Eine Warnung: Kardanwelle kann sich lösen!

 

Kardanwellen befinden sich zwischen Motor und Getriebe. Die Kardanwelle hat beidseitig eine lose Kupplung. Das notwendige Spiel wird von diesen Kupplungen aufgenommen. Wenn das Drehgestell von Hand zum Anschlag Stillstand gebracht wird, löst sich die Kupplung leicht. Ich hatte das beim Reinigen der Räder. Die Lok muss dann geöffnet werden. Die Kardanwelle befindet sich unter der kleinen Leiterplatte mit den LEDs. Die Lok fährt nach dem Anschließen der Kardanwelle wieder. Dies ist sicherlich eine Schwachstelle dieses neuen Rahmens.

  

 

Der MTC21-Decoder von Lenz hat viel Platz.

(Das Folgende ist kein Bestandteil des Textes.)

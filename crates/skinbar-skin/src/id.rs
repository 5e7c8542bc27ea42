//! Closed set of skin identifiers.

use std::fmt;
use std::str::FromStr;

use serde::{Deserialize, Serialize, Serializer};

use skinbar_types::error::{Result, SkinbarError};

/// A built-in skin. Skins are addressed by their display name in config and
/// skin files ("LCARS", "The Establishment", ...).
#[derive(Debug, Clone, Copy, PartialEq, Eq, Hash, PartialOrd, Ord, Deserialize)]
#[serde(try_from = "String")]
pub enum SkinId {
    StockScienceFiction,
    LeanScienceFiction,
    LeanDarkScienceFiction,
    StockFantasy,
    LeanFantasy,
    LeanDarkFantasy,
    TheEstablishment,
    TerminalLog,
    Lcars,
}

impl SkinId {
    /// Every skin, in menu order.
    pub const ALL: [SkinId; 9] = [
        SkinId::StockScienceFiction,
        SkinId::LeanScienceFiction,
        SkinId::LeanDarkScienceFiction,
        SkinId::StockFantasy,
        SkinId::LeanFantasy,
        SkinId::LeanDarkFantasy,
        SkinId::TheEstablishment,
        SkinId::TerminalLog,
        SkinId::Lcars,
    ];

    /// Display name, as used in configuration.
    pub fn name(self) -> &'static str {
        match self {
            Self::StockScienceFiction => "Stock Science Fiction",
            Self::LeanScienceFiction => "Lean Science Fiction",
            Self::LeanDarkScienceFiction => "Lean Dark Science Fiction",
            Self::StockFantasy => "Stock Fantasy",
            Self::LeanFantasy => "Lean Fantasy",
            Self::LeanDarkFantasy => "Lean Dark Fantasy",
            Self::TheEstablishment => "The Establishment",
            Self::TerminalLog => "TerminalLog",
            Self::Lcars => "LCARS",
        }
    }
}

impl fmt::Display for SkinId {
    fn fmt(&self, f: &mut fmt::Formatter<'_>) -> fmt::Result {
        f.write_str(self.name())
    }
}

impl FromStr for SkinId {
    type Err = SkinbarError;

    /// Case-insensitive match on the display name.
    fn from_str(s: &str) -> Result<Self> {
        let wanted = s.trim();
        Self::ALL
            .into_iter()
            .find(|id| id.name().eq_ignore_ascii_case(wanted))
            .ok_or_else(|| SkinbarError::UnknownSkin(s.to_string()))
    }
}

impl TryFrom<String> for SkinId {
    type Error = SkinbarError;

    fn try_from(s: String) -> Result<Self> {
        s.parse()
    }
}

impl Serialize for SkinId {
    fn serialize<S: Serializer>(&self, serializer: S) -> std::result::Result<S::Ok, S::Error> {
        serializer.serialize_str(self.name())
    }
}
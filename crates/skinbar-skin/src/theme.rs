//! Skin token sets -- palette, button rules and behavior flags.
//!
//! Every field carries a default, so a partial skin file still produces a
//! complete token set. Colors inside button rules are [`ColorRef`]s that
//! point either at a palette slot or at a literal hex color; they are
//! resolved against the skin's own palette at style-resolution time.

use std::fmt;
use std::str::FromStr;

use serde::{Deserialize, Serialize};

use skinbar_types::color::{Color, parse_hex_color};
use skinbar_types::error::{Result, SkinbarError};
use skinbar_types::layout::{FrameSize, Padding};

/// How a button is drawn: glyph or word.
#[derive(Debug, Clone, Copy, PartialEq, Eq, Hash, Serialize)]
#[serde(rename_all = "lowercase")]
pub enum RenderKind {
    Icon,
    Text,
}

/// Named colors of a skin.
///
/// The built-in rules reference only `text`, `text_background`, `highlight`,
/// `icon` and `icon_background`. The remaining slots are part of every
/// skin's palette so that override files can point rules at them.
#[derive(Debug, Clone, PartialEq, Deserialize)]
#[serde(default)]
pub struct SkinPalette {
    /// Text button foreground.
    pub text: Color,
    /// Text button background.
    pub text_background: Color,
    /// Text button background while selected.
    pub text_selected: Color,
    /// Disabled button foreground.
    pub text_disabled: Color,
    /// Highlight (active) background.
    pub highlight: Color,
    /// Foreground drawn over the highlight background.
    pub highlight_text: Color,
    /// Icon button foreground.
    pub icon: Color,
    /// Icon button background.
    pub icon_background: Color,
}

impl Default for SkinPalette {
    fn default() -> Self {
        Self {
            text: Color::rgb(230, 230, 240),
            text_background: Color::rgb(50, 50, 70),
            text_selected: Color::rgb(65, 65, 90),
            text_disabled: Color::rgb(100, 100, 120),
            highlight: Color::rgb(80, 160, 255),
            highlight_text: Color::WHITE,
            icon: Color::rgb(160, 160, 180),
            icon_background: Color::rgb(30, 30, 40),
        }
    }
}

/// A palette slot name.
#[derive(Debug, Clone, Copy, PartialEq, Eq, Hash)]
pub enum PaletteSlot {
    Text,
    TextBackground,
    TextSelected,
    TextDisabled,
    Highlight,
    HighlightText,
    Icon,
    IconBackground,
}

impl PaletteSlot {
    pub fn name(self) -> &'static str {
        match self {
            Self::Text => "text",
            Self::TextBackground => "text_background",
            Self::TextSelected => "text_selected",
            Self::TextDisabled => "text_disabled",
            Self::Highlight => "highlight",
            Self::HighlightText => "highlight_text",
            Self::Icon => "icon",
            Self::IconBackground => "icon_background",
        }
    }

    fn from_name(name: &str) -> Option<Self> {
        Some(match name {
            "text" => Self::Text,
            "text_background" => Self::TextBackground,
            "text_selected" => Self::TextSelected,
            "text_disabled" => Self::TextDisabled,
            "highlight" => Self::Highlight,
            "highlight_text" => Self::HighlightText,
            "icon" => Self::Icon,
            "icon_background" => Self::IconBackground,
            _ => return None,
        })
    }
}

impl SkinPalette {
    pub fn get(&self, slot: PaletteSlot) -> Color {
        match slot {
            PaletteSlot::Text => self.text,
            PaletteSlot::TextBackground => self.text_background,
            PaletteSlot::TextSelected => self.text_selected,
            PaletteSlot::TextDisabled => self.text_disabled,
            PaletteSlot::Highlight => self.highlight,
            PaletteSlot::HighlightText => self.highlight_text,
            PaletteSlot::Icon => self.icon,
            PaletteSlot::IconBackground => self.icon_background,
        }
    }
}

/// A color in a button rule: a palette slot or a literal `#RRGGBB[AA]`.
#[derive(Debug, Clone, Copy, PartialEq, Eq, Hash, Deserialize)]
#[serde(try_from = "String")]
pub enum ColorRef {
    Palette(PaletteSlot),
    Literal(Color),
}

impl ColorRef {
    pub fn resolve(self, palette: &SkinPalette) -> Color {
        match self {
            Self::Palette(slot) => palette.get(slot),
            Self::Literal(c) => c,
        }
    }
}

impl FromStr for ColorRef {
    type Err = SkinbarError;

    fn from_str(s: &str) -> Result<Self> {
        if s.starts_with('#') {
            return parse_hex_color(s)
                .map(Self::Literal)
                .ok_or_else(|| SkinbarError::Config(format!("invalid color: {s}")));
        }
        PaletteSlot::from_name(s)
            .map(Self::Palette)
            .ok_or_else(|| SkinbarError::Config(format!("unknown palette slot: {s}")))
    }
}

impl TryFrom<String> for ColorRef {
    type Error = SkinbarError;

    fn try_from(s: String) -> Result<Self> {
        s.parse()
    }
}

impl fmt::Display for ColorRef {
    fn fmt(&self, f: &mut fmt::Formatter<'_>) -> fmt::Result {
        match self {
            Self::Palette(slot) => f.write_str(slot.name()),
            Self::Literal(c) => write!(f, "{c}"),
        }
    }
}

/// A concrete font. `None` in a rule means the platform default font.
#[derive(Debug, Clone, PartialEq, Eq, Hash, Serialize, Deserialize)]
pub struct FontSpec {
    pub family: String,
    pub size: u16,
}

impl FontSpec {
    pub fn new(family: impl Into<String>, size: u16) -> Self {
        Self {
            family: family.into(),
            size,
        }
    }
}

/// Outline shape of a button.
#[derive(Debug, Clone, Copy, Default, PartialEq, Eq, Hash, Serialize, Deserialize)]
#[serde(rename_all = "lowercase")]
pub enum CornerStyle {
    #[default]
    Rounded,
    Capsule,
    Square,
}

/// Border stroke as written in a skin file.
#[derive(Debug, Clone, Copy, PartialEq, Eq, Deserialize)]
pub struct BorderSpec {
    pub color: ColorRef,
    pub width: u16,
}

/// Border stroke resolved against a palette.
#[derive(Debug, Clone, Copy, PartialEq, Eq, Hash, Serialize)]
pub struct Border {
    pub color: Color,
    pub width: u16,
}

/// Which color channel carries a button's active indication.
#[derive(Debug, Clone, Copy, PartialEq, Eq, Hash, Serialize)]
#[serde(rename_all = "lowercase")]
pub enum ActiveChannel {
    /// Active and inactive look the same.
    None,
    /// Only the foreground changes.
    Foreground,
    /// Only the background changes.
    Background,
    /// Both channels change.
    Both,
}

/// Layout and color rules for one render kind of one skin.
///
/// Fields missing from a rules table take the plain defaults, which paint no
/// background.
#[derive(Debug, Clone, PartialEq, Deserialize)]
#[serde(default)]
pub struct ButtonRules {
    pub padding: Padding,
    /// Fixed frame regardless of content.
    pub frame: Option<FrameSize>,
    pub font: Option<FontSpec>,
    /// Upper-case the label text.
    pub uppercase: bool,
    pub border: Option<BorderSpec>,
    pub corner: CornerStyle,
    pub corner_radius: u16,
    pub foreground: ColorRef,
    pub active_foreground: ColorRef,
    /// `None` means no background is painted.
    pub background: Option<ColorRef>,
    pub active_background: Option<ColorRef>,
    /// The background stops this many points above the bottom edge.
    pub background_bottom_inset: u16,
}

impl Default for ButtonRules {
    fn default() -> Self {
        Self {
            padding: Padding::symmetric(16, 5),
            frame: None,
            font: None,
            uppercase: false,
            border: None,
            corner: CornerStyle::Rounded,
            corner_radius: 3,
            foreground: ColorRef::Palette(PaletteSlot::Text),
            active_foreground: ColorRef::Palette(PaletteSlot::Text),
            background: None,
            active_background: None,
            background_bottom_inset: 0,
        }
    }
}

impl ButtonRules {
    /// Fallback icon rules: glyph in the icon color, highlight background
    /// while active.
    pub fn icon_default() -> Self {
        Self {
            foreground: ColorRef::Palette(PaletteSlot::Icon),
            active_foreground: ColorRef::Palette(PaletteSlot::Icon),
            active_background: Some(ColorRef::Palette(PaletteSlot::Highlight)),
            ..Self::default()
        }
    }

    /// Fallback text rules: text background, highlight background while
    /// active.
    pub fn text_default() -> Self {
        Self {
            background: Some(ColorRef::Palette(PaletteSlot::TextBackground)),
            active_background: Some(ColorRef::Palette(PaletteSlot::Highlight)),
            ..Self::default()
        }
    }

    pub fn foreground_for(&self, active: bool, palette: &SkinPalette) -> Color {
        if active {
            self.active_foreground.resolve(palette)
        } else {
            self.foreground.resolve(palette)
        }
    }

    pub fn background_for(&self, active: bool, palette: &SkinPalette) -> Option<Color> {
        let r = if active {
            self.active_background
        } else {
            self.background
        };
        r.map(|c| c.resolve(palette))
    }

    pub fn border_for(&self, palette: &SkinPalette) -> Option<Border> {
        self.border.map(|b| Border {
            color: b.color.resolve(palette),
            width: b.width,
        })
    }

    /// Channel(s) that differ between the inactive and active look.
    pub fn active_channel(&self, palette: &SkinPalette) -> ActiveChannel {
        let fg = self.foreground_for(false, palette) != self.foreground_for(true, palette);
        let bg = self.background_for(false, palette) != self.background_for(true, palette);
        match (fg, bg) {
            (false, false) => ActiveChannel::None,
            (true, false) => ActiveChannel::Foreground,
            (false, true) => ActiveChannel::Background,
            (true, true) => ActiveChannel::Both,
        }
    }
}

/// Capsule drawn behind every button label (LCARS).
#[derive(Debug, Clone, PartialEq, Deserialize)]
pub struct CapsuleOverlay {
    pub fill: ColorRef,
    pub font: FontSpec,
    /// Label inset inside the capsule; the label is trailing-aligned.
    #[serde(default)]
    pub label_padding: Padding,
}

/// The complete token set of one skin.
#[derive(Debug, Clone, PartialEq, Deserialize)]
#[serde(default)]
pub struct SkinTokens {
    pub palette: SkinPalette,
    /// Keep icons even on the Log surface.
    pub icon_only: bool,
    /// Render labels inside a capsule and ignore icon glyphs.
    pub capsule: Option<CapsuleOverlay>,
    pub icon_button: ButtonRules,
    pub text_button: ButtonRules,
}

impl Default for SkinTokens {
    fn default() -> Self {
        Self {
            palette: SkinPalette::default(),
            icon_only: false,
            capsule: None,
            icon_button: ButtonRules::icon_default(),
            text_button: ButtonRules::text_default(),
        }
    }
}

impl SkinTokens {
    /// Parse a token set from TOML. A `skin = "..."` header, if present, is
    /// ignored here; see [`crate::parse_skin_file`].
    pub fn from_toml(text: &str) -> Result<Self> {
        Ok(toml::from_str(text)?)
    }

    pub fn rules(&self, kind: RenderKind) -> &ButtonRules {
        match kind {
            RenderKind::Icon => &self.icon_button,
            RenderKind::Text => &self.text_button,
        }
    }

    pub fn active_channel(&self, kind: RenderKind) -> ActiveChannel {
        self.rules(kind).active_channel(&self.palette)
    }
}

Auch hier passt ESU LokSound 5.

 

 

Kleine Änderungen an den Drehgestellen. Die Nachbildung der Kupplungsstange zwischen Drehgestell und Rahmen ist nur in einer Seitenansicht erkennbar.

 

 

Wenn Sie die angezeigten Geräte und Schränke hellgrau streichen, sehen Sie sie hinter dem getönten Glas.

Schade, dass es keine freie Durchsicht gab.

 

 

Links die normale Frontbeleuchtung mit der Einzellampe hinten an der Lok. Rechts mit eingeschalteten Führerstandbeleuchtung (F1).

Jemand sagte mir, dass die LED unter dem Dach durchscheint. Ich habe schwarzes Klebeband im Dach angebracht, um das zu verhindern.

Ich habe auch die Beleuchtung mit den CV-Einstellungen im Decoder gedimmt: CV55 und CV56 haben jetzt den Wert 50 anstelle von 255.